> Work task
What is the number of lines in the data that hold the string "RunSummary"? Reply with that number only.

※

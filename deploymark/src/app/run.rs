//! Wires settings and collaborators into one control loop run

use std::future::Future;
use std::path::PathBuf;
use std::sync::Arc;
use std::time::Duration;

use secrecy::{ExposeSecret, SecretString};
use tokio::sync::{mpsc, oneshot};
use tracing::{info, warn};

use crate::app::options::{MarkOptions, ServerOptions};
use crate::audit::JsonLinesAuditLog;
use crate::deploy::control::{
    CancelSignal, ControlLoopDeps, ControlLoopParams, DeploymentControlLoop,
};
use crate::deploy::docker::ensure_image_in_registry;
use crate::deploy::fleet::{DeployedShaLookup, FleetStatusClient};
use crate::deploy::fsm::ControlLoopState;
use crate::deploy::git::{GitAuthorLookup, GitRefTransport};
use crate::deploy::mutator::{DesiredStateMutator, MutatorOptions};
use crate::deploy::ExitStatus;
use crate::errors::DeployError;
use crate::http::client::HttpClient;
use crate::server::serve::serve;
use crate::server::state::ServerState;
use crate::slack::client::{ChatPoster, LogOnlyPoster, SlackClient};
use crate::slack::interactions::{ButtonAction, ButtonPressEvent};
use crate::slack::notifier::{NotifierDeps, UrlContext};
use crate::storage::deploy_info::load_deploy_info;
use crate::storage::layout::StorageLayout;
use crate::storage::settings::Settings;
use crate::utils::short_sha;

/// Result of a mark-for-deployment run
#[derive(Debug, Clone)]
pub struct RunSummary {
    pub exit: ExitStatus,
    pub state: ControlLoopState,
    pub reason: Option<String>,
    pub commit: String,
    pub old_commit: Option<String>,
}

/// Mark `options.commit` for deployment and follow it up.
///
/// Errors are returned only for problems found before anything was
/// mutated. Once the control loop starts, the outcome is in the summary.
pub async fn mark_for_deployment(
    options: &MarkOptions,
    settings: &Settings,
    layout: &StorageLayout,
    shutdown_signal: impl Future<Output = ()> + Send + 'static,
) -> Result<RunSummary, DeployError> {
    let soa_dir = options
        .soa_dir
        .clone()
        .unwrap_or_else(|| PathBuf::from(&settings.soa_dir));
    let deploy_info = load_deploy_info(&soa_dir, &options.service).await?;
    deploy_info.require_step(&options.deploy_group)?;

    // button presses only matter while a blocking auto-rollback run waits
    let listener_secret = if settings.interactions.enabled && options.block && options.auto_rollback {
        let secret = settings.interactions.signing_secret.as_ref().ok_or_else(|| {
            DeployError::ConfigError(
                "interactions.signing_secret is required when interactions are enabled".to_string(),
            )
        })?;
        Some(SecretString::from(secret.expose_secret().to_owned()))
    } else {
        None
    };

    let git_url = options
        .git_url
        .clone()
        .or_else(|| deploy_info.git_url.clone())
        .unwrap_or_else(|| settings.git.url_for(&options.service));

    if options.verify_image {
        let registry = HttpClient::new(&settings.registry.url)?;
        ensure_image_in_registry(&registry, &options.service, &options.commit).await?;
    }

    let fleet = Arc::new(FleetStatusClient::new(
        HttpClient::new(&settings.fleet.status_api_url)?,
        options.service.as_str(),
        Duration::from_secs(settings.fleet.poll_interval_secs),
    ));
    let old_commit = match fleet.currently_deployed_sha(&options.deploy_group).await {
        Ok(sha) => sha,
        Err(e) => {
            warn!("Could not determine the currently deployed sha: {}", e);
            None
        }
    };
    match &old_commit {
        Some(sha) => info!("{} currently runs {}", options.deploy_group, short_sha(sha)),
        None => info!("{} has no recorded deployment", options.deploy_group),
    }

    let checkout = settings.git.local_checkout.as_ref().map(PathBuf::from);
    let marker = Arc::new(DesiredStateMutator::new(
        Arc::new(GitRefTransport::new(
            checkout.clone().unwrap_or_else(|| PathBuf::from(".")),
        )),
        Arc::new(JsonLinesAuditLog::new(layout.audit_file())),
        MutatorOptions {
            attempts: settings.mutator.attempts(),
            cooldown: settings.mutator.cooldown(),
            ref_prefix: settings.git.ref_prefix.clone(),
        },
    ));

    let poster: Arc<dyn ChatPoster> = match &settings.slack.token {
        Some(token) => Arc::new(SlackClient::new(
            &settings.slack.api_base_url,
            SecretString::from(token.expose_secret().to_owned()),
        )?),
        None => {
            info!("No Slack token configured, notifications are only logged");
            Arc::new(LogOnlyPoster)
        }
    };

    let params = ControlLoopParams {
        service: options.service.clone(),
        deploy_group: options.deploy_group.clone(),
        commit: options.commit.clone(),
        old_commit: old_commit.clone(),
        git_url,
        block: options.block,
        auto_rollback: options.auto_rollback,
        timeout: options.timeout.unwrap_or_else(|| settings.default_timeout()),
    };
    let deps = ControlLoopDeps {
        marker,
        waiter: fleet.clone(),
        deployed: fleet,
        notifier: NotifierDeps {
            poster,
            authors: Arc::new(GitAuthorLookup::new(checkout)),
            url_context: UrlContext::from_env(),
            default_channels: settings.slack.default_channels.clone(),
        },
    };
    let mut control_loop = DeploymentControlLoop::new(params, deploy_info, deps);

    let (press_tx, press_rx) = mpsc::channel::<ButtonPressEvent>(16);
    let (server_stop_tx, server_stop_rx) = oneshot::channel::<()>();
    let listener = if let Some(signing_secret) = listener_secret {
        let server_options = ServerOptions {
            host: settings.interactions.host.clone(),
            port: settings.interactions.port,
        };
        let state = Arc::new(ServerState::new(press_tx, signing_secret));
        let (_, handle) = serve(&server_options, state, async move {
            let _ = server_stop_rx.await;
        })
        .await?;
        Some(handle)
    } else {
        drop(press_tx);
        None
    };

    let cancel_signal: CancelSignal = Box::pin(async move {
        tokio::select! {
            _ = shutdown_signal => {
                warn!("Shutdown signal received while waiting for the deployment");
            }
            _ = await_rollback_press(press_rx) => {}
        }
    });

    let exit = control_loop.run(cancel_signal).await;

    if let Some(handle) = listener {
        let _ = server_stop_tx.send(());
        match handle.await {
            Ok(Err(e)) => warn!("Interaction listener failed: {}", e),
            Err(e) => warn!("Interaction listener task panicked: {}", e),
            Ok(Ok(())) => {}
        }
    }

    Ok(RunSummary {
        exit,
        state: control_loop.state(),
        reason: control_loop.reason().map(str::to_string),
        commit: options.commit.clone(),
        old_commit,
    })
}

/// Resolve on the first rollback press; never resolve once all senders are gone
pub async fn await_rollback_press(mut presses: mpsc::Receiver<ButtonPressEvent>) {
    while let Some(press) = presses.recv().await {
        match press.action {
            ButtonAction::Rollback => {
                warn!("{} requested a rollback", press.username);
                return;
            }
            ButtonAction::Continue => {
                info!("{} acknowledged the deploy, still waiting", press.username);
            }
            ButtonAction::Other(value) => {
                warn!("Ignoring unknown button '{}' pressed by {}", value, press.username);
            }
        }
    }
    std::future::pending::<()>().await
}
//! Finite State Machine for mark-for-deployment

use std::fmt;

use serde::{Deserialize, Serialize};

/// Control loop state
#[derive(Debug, Clone, Copy, PartialEq, Eq, Serialize, Deserialize)]
#[serde(rename_all = "snake_case")]
pub enum ControlLoopState {
    /// Initial state, desired-state ref not yet written
    MarkForDeployment,

    /// The ref could not be written
    MfdFailed,

    /// The ref points at the new commit; the fleet may still be converging
    Deploying,

    /// The wait ended without convergence and nothing was rolled back
    DeployAborted,

    /// The ref was pointed back at the previous commit
    StartRollback,

    /// The fleet converged on the new commit
    Deployed,
}

impl ControlLoopState {
    pub fn as_str(&self) -> &'static str {
        match self {
            ControlLoopState::MarkForDeployment => "mark_for_deployment",
            ControlLoopState::MfdFailed => "mfd_failed",
            ControlLoopState::Deploying => "deploying",
            ControlLoopState::DeployAborted => "deploy_aborted",
            ControlLoopState::StartRollback => "start_rollback",
            ControlLoopState::Deployed => "deployed",
        }
    }
}

impl fmt::Display for ControlLoopState {
    fn fmt(&self, f: &mut fmt::Formatter<'_>) -> fmt::Result {
        f.write_str(self.as_str())
    }
}

/// Control loop event
#[derive(Debug, Clone)]
pub enum ControlLoopEvent {
    /// The desired-state ref was written
    MarkSucceeded,

    /// Every attempt to write the ref failed
    MarkFailed,

    /// The fleet converged
    DeployFinished,

    /// The wait failed and no rollback follows
    DeployAborted(String),

    /// The wait failed and the previous commit is being restored
    RollbackStarted(String),
}

/// Mark-for-deployment FSM
#[derive(Debug, Clone)]
pub struct ControlLoopFsm {
    state: ControlLoopState,
    reason: Option<String>,
}

impl ControlLoopFsm {
    /// Create a new FSM in the initial state
    pub fn new() -> Self {
        Self {
            state: ControlLoopState::MarkForDeployment,
            reason: None,
        }
    }

    /// Get current state
    pub fn state(&self) -> ControlLoopState {
        self.state
    }

    /// Why the deploy was aborted or rolled back, if it was
    pub fn reason(&self) -> Option<&str> {
        self.reason.as_deref()
    }

    /// Process an event and transition state
    pub fn process(&mut self, event: ControlLoopEvent) -> Result<(), String> {
        let new_state = match (&self.state, &event) {
            (ControlLoopState::MarkForDeployment, ControlLoopEvent::MarkSucceeded) => {
                ControlLoopState::Deploying
            }
            (ControlLoopState::MarkForDeployment, ControlLoopEvent::MarkFailed) => {
                ControlLoopState::MfdFailed
            }

            (ControlLoopState::Deploying, ControlLoopEvent::DeployFinished) => {
                ControlLoopState::Deployed
            }
            (ControlLoopState::Deploying, ControlLoopEvent::DeployAborted(reason)) => {
                self.reason = Some(reason.clone());
                ControlLoopState::DeployAborted
            }
            (ControlLoopState::Deploying, ControlLoopEvent::RollbackStarted(reason)) => {
                self.reason = Some(reason.clone());
                ControlLoopState::StartRollback
            }

            (state, event) => {
                return Err(format!("Invalid transition: {:?} -> {:?}", state, event));
            }
        };

        self.state = new_state;
        Ok(())
    }
}

impl Default for ControlLoopFsm {
    fn default() -> Self {
        Self::new()
    }
}
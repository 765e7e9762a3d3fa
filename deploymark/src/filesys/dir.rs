//! Directory operations

use std::path::{Path, PathBuf};

use tokio::fs;

use crate::errors::DeployError;

/// A directory wrapper with path
#[derive(Debug, Clone)]
pub struct Dir {
    path: PathBuf,
}

impl Dir {
    /// Create a new directory reference
    pub fn new(path: impl Into<PathBuf>) -> Self {
        Self { path: path.into() }
    }

    /// Get the directory path
    pub fn path(&self) -> &Path {
        &self.path
    }

    /// Create the directory (and parents)
    pub async fn create(&self) -> Result<(), DeployError> {
        fs::create_dir_all(&self.path).await?;
        Ok(())
    }
}
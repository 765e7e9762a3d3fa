//! Command line options for a mark-for-deployment run

use std::collections::HashMap;
use std::path::PathBuf;
use std::time::Duration;

use crate::errors::DeployError;
use crate::utils::is_full_git_sha;

/// Options for one mark-for-deployment run
#[derive(Debug, Clone)]
pub struct MarkOptions {
    pub service: String,
    pub deploy_group: String,
    pub commit: String,

    /// Overrides the url from deploy.json and the configured template
    pub git_url: Option<String>,

    /// Wait for the deploy group to converge
    pub block: bool,

    pub auto_rollback: bool,

    /// Falls back to the configured default when unset
    pub timeout: Option<Duration>,

    /// Require the image to be present in the registry before marking
    pub verify_image: bool,

    /// Overrides the configured soa directory
    pub soa_dir: Option<PathBuf>,

    pub verbose: bool,
}

impl MarkOptions {
    /// Build options from `--key=value` style arguments
    pub fn from_args(args: &HashMap<String, String>) -> Result<Self, DeployError> {
        let service = required(args, "service")?;
        let deploy_group = required(args, "deploy-group")?;
        let commit = required(args, "commit")?;
        if !is_full_git_sha(&commit) {
            return Err(DeployError::ValidationError(format!(
                "commit must be a full 40 character git sha, got '{}'",
                commit
            )));
        }

        let timeout = match args.get("timeout") {
            Some(raw) => {
                let secs: u64 = raw.parse().map_err(|_| {
                    DeployError::ValidationError(format!("timeout must be a number of seconds, got '{}'", raw))
                })?;
                if secs == 0 {
                    return Err(DeployError::ValidationError("timeout must be positive".to_string()));
                }
                Some(Duration::from_secs(secs))
            }
            None => None,
        };

        Ok(Self {
            service,
            deploy_group,
            commit,
            git_url: args.get("git-url").cloned(),
            block: flag(args, "block"),
            auto_rollback: flag(args, "auto-rollback"),
            timeout,
            verify_image: flag(args, "verify-image"),
            soa_dir: args.get("soa-dir").map(PathBuf::from),
            verbose: flag(args, "verbose"),
        })
    }
}

fn required(args: &HashMap<String, String>, key: &str) -> Result<String, DeployError> {
    match args.get(key).map(|v| v.trim()) {
        Some(value) if !value.is_empty() => Ok(value.to_string()),
        _ => Err(DeployError::ValidationError(format!("--{} is required", key))),
    }
}

fn flag(args: &HashMap<String, String>, key: &str) -> bool {
    matches!(args.get(key).map(String::as_str), Some("true") | Some("1") | Some("yes"))
}

/// Interaction listener options
#[derive(Debug, Clone)]
pub struct ServerOptions {
    pub host: String,
    pub port: u16,
}

impl Default for ServerOptions {
    fn default() -> Self {
        Self {
            host: "127.0.0.1".to_string(),
            port: 8080,
        }
    }
}
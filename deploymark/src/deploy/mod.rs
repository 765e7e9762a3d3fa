//! Deployment module

pub mod control;
pub mod docker;
pub mod fleet;
pub mod fsm;
pub mod git;
pub mod mutator;

/// Numeric result of a mark or a control loop run
#[derive(Debug, Clone, Copy, PartialEq, Eq)]
pub enum ExitStatus {
    Success = 0,
    Failure = 1,
}

impl ExitStatus {
    /// Process exit code
    pub fn code(self) -> i32 {
        self as i32
    }

    pub fn is_success(self) -> bool {
        self == ExitStatus::Success
    }
}
//! API models

use serde::{Deserialize, Serialize};

/// Text object type
#[derive(Debug, Clone, Copy, PartialEq, Eq, Serialize, Deserialize)]
#[serde(rename_all = "snake_case")]
pub enum TextType {
    PlainText,
    Mrkdwn,
}

/// Block Kit text object
#[derive(Debug, Clone, PartialEq, Serialize, Deserialize)]
pub struct TextObject {
    #[serde(rename = "type")]
    pub kind: TextType,
    pub text: String,
    #[serde(default, skip_serializing_if = "Option::is_none")]
    pub emoji: Option<bool>,
}

impl TextObject {
    pub fn mrkdwn(text: impl Into<String>) -> Self {
        Self {
            kind: TextType::Mrkdwn,
            text: text.into(),
            emoji: None,
        }
    }

    pub fn plain(text: impl Into<String>) -> Self {
        Self {
            kind: TextType::PlainText,
            text: text.into(),
            emoji: Some(true),
        }
    }
}

/// Interactive element inside an actions block
#[derive(Debug, Clone, PartialEq, Serialize, Deserialize)]
#[serde(tag = "type", rename_all = "snake_case")]
pub enum BlockElement {
    Button {
        #[serde(default, skip_serializing_if = "Option::is_none")]
        action_id: Option<String>,
        text: TextObject,
        value: String,
        #[serde(default, skip_serializing_if = "Option::is_none")]
        style: Option<String>,
    },
}

/// Layout block
#[derive(Debug, Clone, PartialEq, Serialize, Deserialize)]
#[serde(tag = "type", rename_all = "snake_case")]
pub enum Block {
    Section {
        #[serde(default, skip_serializing_if = "Option::is_none")]
        block_id: Option<String>,
        text: TextObject,
    },
    Actions {
        #[serde(default, skip_serializing_if = "Option::is_none")]
        block_id: Option<String>,
        elements: Vec<BlockElement>,
    },
}

/// `chat.postMessage` request body
#[derive(Debug, Clone, Serialize, Deserialize)]
pub struct PostMessageRequest {
    pub channel: String,
    pub text: String,
    #[serde(default, skip_serializing_if = "Option::is_none")]
    pub blocks: Option<Vec<Block>>,
    #[serde(default, skip_serializing_if = "Option::is_none")]
    pub thread_ts: Option<String>,
}

/// `chat.postMessage` response body
#[derive(Debug, Clone, Serialize, Deserialize)]
pub struct PostMessageResponse {
    pub ok: bool,
    #[serde(default)]
    pub error: Option<String>,
    #[serde(default)]
    pub channel: Option<String>,
    #[serde(default)]
    pub ts: Option<String>,
}

/// User who triggered an interaction
#[derive(Debug, Clone, Serialize, Deserialize)]
pub struct InteractionUser {
    pub id: String,
    pub username: String,
    #[serde(default)]
    pub team_id: Option<String>,
}

/// Message container an interaction happened in
#[derive(Debug, Clone, Serialize, Deserialize)]
pub struct InteractionContainer {
    #[serde(rename = "type", default)]
    pub kind: Option<String>,
    pub message_ts: String,
    pub channel_id: String,
    #[serde(default)]
    pub thread_ts: Option<String>,
    #[serde(default)]
    pub is_ephemeral: Option<bool>,
}

/// A single action from a `block_actions` payload
#[derive(Debug, Clone, Serialize, Deserialize)]
pub struct InteractionAction {
    #[serde(default)]
    pub action_id: Option<String>,
    #[serde(default)]
    pub block_id: Option<String>,
    pub value: String,
    #[serde(default)]
    pub action_ts: Option<String>,
}

/// Inbound `block_actions` interaction payload
#[derive(Debug, Clone, Serialize, Deserialize)]
pub struct InteractionPayload {
    #[serde(rename = "type", default)]
    pub kind: Option<String>,
    pub user: InteractionUser,
    pub container: InteractionContainer,
    pub actions: Vec<InteractionAction>,
    #[serde(default)]
    pub response_url: Option<String>,
}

※

> Output for this exercise
3